### [DATA FOR PROCESSING]
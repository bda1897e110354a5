//! Entry: identity and move/rename shared by `File` and `Directory`.
//!
//! Every mutation follows the same order: compute the target path (pure),
//! run the rename primitive, and only then commit the new location or name
//! in memory. A failed rename leaves the handle exactly as it was.

use log::debug;

use crate::directory::Directory;
use crate::error::{FsError, FsErrorKind, Result};
use crate::filesystem::FileSystem;
use crate::types::IfExists;

pub(crate) mod sealed {
    use crate::filesystem::FileSystem;

    /// Where a handle points: its filesystem, location, and name.
    #[derive(Debug, Clone)]
    pub struct Place {
        pub(crate) fs: FileSystem,
        pub(crate) location: String,
        pub(crate) name: String,
    }

    pub trait Located {
        fn place(&self) -> &Place;
        fn place_mut(&mut self) -> &mut Place;
    }
}

pub(crate) use sealed::{Located, Place};

impl Place {
    /// Split an already-validated path into location and name.
    pub(crate) fn from_path(fs: &FileSystem, path: &str) -> Self {
        let info = fs.path_info(path);
        Self {
            fs: fs.clone(),
            location: info.location,
            name: info.basename,
        }
    }
}

/// A named, located filesystem object.
pub trait Entry: Located {
    fn fs(&self) -> &FileSystem {
        &self.place().fs
    }

    /// Parent directory path.
    fn location(&self) -> &str {
        &self.place().location
    }

    /// Final path component (for files, extension included).
    fn name(&self) -> &str {
        &self.place().name
    }

    /// `location` and `name` joined with the configured separator.
    fn path(&self) -> String {
        let place = self.place();
        place.fs.compose(&place.location, &place.name)
    }

    /// Rename the entry within its current location.
    ///
    /// `new_name` must be a single component. Fails with `CouldNotMove` if it
    /// is not, or if the rename primitive fails; the handle is unchanged then.
    fn set_name(&mut self, new_name: &str) -> Result<()> {
        if new_name == self.name() {
            return Ok(());
        }
        let old_path = self.path();
        if !self.fs().is_component(new_name) {
            return Err(FsError::new(FsErrorKind::CouldNotMove, old_path));
        }

        let new_path = self.fs().compose(self.location(), new_name);
        self.fs()
            .backend()
            .rename(&old_path, &new_path)
            .map_err(|e| FsError::with_source(FsErrorKind::CouldNotMove, old_path.clone(), e))?;

        debug!("renamed {} -> {}", old_path, new_path);
        self.place_mut().name = new_name.to_string();
        Ok(())
    }

    /// Move the entry into `new_location`, creating that directory if needed.
    ///
    /// Errors from opening/creating the target directory are returned as-is;
    /// a failed rename returns `CouldNotMove`. The handle is unchanged on error.
    fn set_location(&mut self, new_location: &str) -> Result<()> {
        let target = Directory::make(self.fs(), new_location, IfExists::Open)?;
        let target_path = target.path();
        if target_path == self.location() {
            return Ok(());
        }

        let old_path = self.path();
        let new_path = self.fs().compose(&target_path, self.name());
        self.fs()
            .backend()
            .rename(&old_path, &new_path)
            .map_err(|e| FsError::with_source(FsErrorKind::CouldNotMove, old_path.clone(), e))?;

        debug!("moved {} -> {}", old_path, new_path);
        self.place_mut().location = target_path;
        Ok(())
    }

    /// Move and rename in one call: `set_location` then `set_name`.
    ///
    /// The two steps commit independently; if the rename fails after a
    /// successful move, the handle reflects the move. A bare name (no
    /// location) renames in place.
    fn set_path(&mut self, new_path: &str) -> Result<()> {
        let info = self.fs().path_info(new_path);
        if !info.location.is_empty() {
            self.set_location(&info.location)?;
        }
        self.set_name(&info.basename)
    }
}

### [TASK STATEMENT]
Transcribe all the material exactly.

### [WRITTEN SOLUTION]
repository bda1897e110354a5
//! Entry: identity and move/rename shared by `File` and `Directory`.
//!
//! Every mutation follows the same order: compute the target path (pure),
//! run the rename primitive, and only then commit the new location or name
//! in memory. A failed rename leaves the handle exactly as it was.

use log::debug;

use crate::directory::Directory;
use crate::error::{FsError, FsErrorKind, Result};
use crate::filesystem::FileSystem;
use crate::types::IfExists;

pub(crate) mod sealed {
    use crate::filesystem::FileSystem;

    /// Where a handle points: its filesystem, location, and name.
    #[derive(Debug, Clone)]
    pub struct Place {
        pub(crate) fs: FileSystem,
        pub(crate) location: String,
        pub(crate) name: String,
    }

    pub trait Located {
        fn place(&self) -> &Place;
        fn place_mut(&mut self) -> &mut Place;
    }
}

pub(crate) use sealed::{Located, Place};

impl Place {
    /// Split an already-validated path into location and name.
    pub(crate) fn from_path(fs: &FileSystem, path: &str) -> Self {
        let info = fs.path_info(path);
        Self {
            fs: fs.clone(),
            location: info.location,
            name: info.basename,
        }
    }
}

/// A named, located filesystem object.
pub trait Entry: Located {
    fn fs(&self) -> &FileSystem {
        &self.place().fs
    }

    /// Parent directory path.
    fn location(&self) -> &str {
        &self.place().location
    }

    /// Final path component (for files, extension included).
    fn name(&self) -> &str {
        &self.place().name
    }

    /// `location` and `name` joined with the configured separator.
    fn path(&self) -> String {
        let place = self.place();
        place.fs.compose(&place.location, &place.name)
    }

    /// Rename the entry within its current location.
    ///
    /// `new_name` must be a single component. Fails with `CouldNotMove` if it
    /// is not, or if the rename primitive fails; the handle is unchanged then.
    fn set_name(&mut self, new_name: &str) -> Result<()> {
        if new_name == self.name() {
            return Ok(());
        }
        let old_path = self.path();
        if !self.fs().is_component(new_name) {
            return Err(FsError::new(FsErrorKind::CouldNotMove, old_path));
        }

        let new_path = self.fs().compose(self.location(), new_name);
        self.fs()
            .backend()
            .rename(&old_path, &new_path)
            .map_err(|e| FsError::with_source(FsErrorKind::CouldNotMove, old_path.clone(), e))?;

        debug!("renamed {} -> {}", old_path, new_path);
        self.place_mut().name = new_name.to_string();
        Ok(())
    }

    /// Move the entry into `new_location`, creating that directory if needed.
    ///
    /// Errors from opening/creating the target directory are returned as-is;
    /// a failed rename returns `CouldNotMove`. The handle is unchanged on error.
    fn set_location(&mut self, new_location: &str) -> Result<()> {
        let target = Directory::make(self.fs(), new_location, IfExists::Open)?;
        let target_path = target.path();
        if target_path == self.location() {
            return Ok(());
        }

        let old_path = self.path();
        let new_path = self.fs().compose(&target_path, self.name());
        self.fs()
            .backend()
            .rename(&old_path, &new_path)
            .map_err(|e| FsError::with_source(FsErrorKind::CouldNotMove, old_path.clone(), e))?;

        debug!("moved {} -> {}", old_path, new_path);
        self.place_mut().location = target_path;
        Ok(())
    }

    /// Move and rename in one call: `set_location` then `set_name`.
    ///
    /// The two steps commit independently; if the rename fails after a
    /// successful move, the handle reflects the move. A bare name (no
    /// location) renames in place.
    fn set_path(&mut self, new_path: &str) -> Result<()> {
        let info = self.fs().path_info(new_path);
        if !info.location.is_empty() {
            self.set_location(&info.location)?;
        }
        self.set_name(&info.basename)
    }
}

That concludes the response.